## WHAT IS REQUIRED
Search the material below for the string "Debug" and extract each line that has it.

## MATERIAL PROVIDED
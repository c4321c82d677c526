use sea_orm::entity::prelude::*;

#[derive(Clone, Debug, PartialEq, Eq, DeriveEntityModel)]
#[sea_orm(table_name = "user")]
pub struct Model {
    #[sea_orm(primary_key)]
    pub id: i32,
    #[sea_orm(unique)]
    pub username: String,
    pub password_hash: String,
    /// One of `teacher`, `coordinator` or `admin`.
    pub role: String,
    pub location_id: Option<i32>,
}

#[derive(Copy, Clone, Debug, EnumIter, DeriveRelation)]
pub enum Relation {
    #[sea_orm(
        belongs_to = "super::location::Entity",
        from = "Column::LocationId",
        to = "super::location::Column::Id",
        on_update = "Cascade",
        on_delete = "SetNull"
    )]
    Location,
    #[sea_orm(has_many = "super::group_teacher::Entity")]
    GroupTeacher,
}

impl Related<super::location::Entity> for Entity {
    fn to() -> RelationDef {
        Relation::Location.def()
    }
}

impl Related<super::group_teacher::Entity> for Entity {
    fn to() -> RelationDef {
        Relation::GroupTeacher.def()
    }
}

impl ActiveModelBehavior for ActiveModel {}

## EXERCISE SOLUTION
#[derive(Clone, Debug, PartialEq, Eq, DeriveEntityModel)]
#[derive(Copy, Clone, Debug, EnumIter, DeriveRelation)]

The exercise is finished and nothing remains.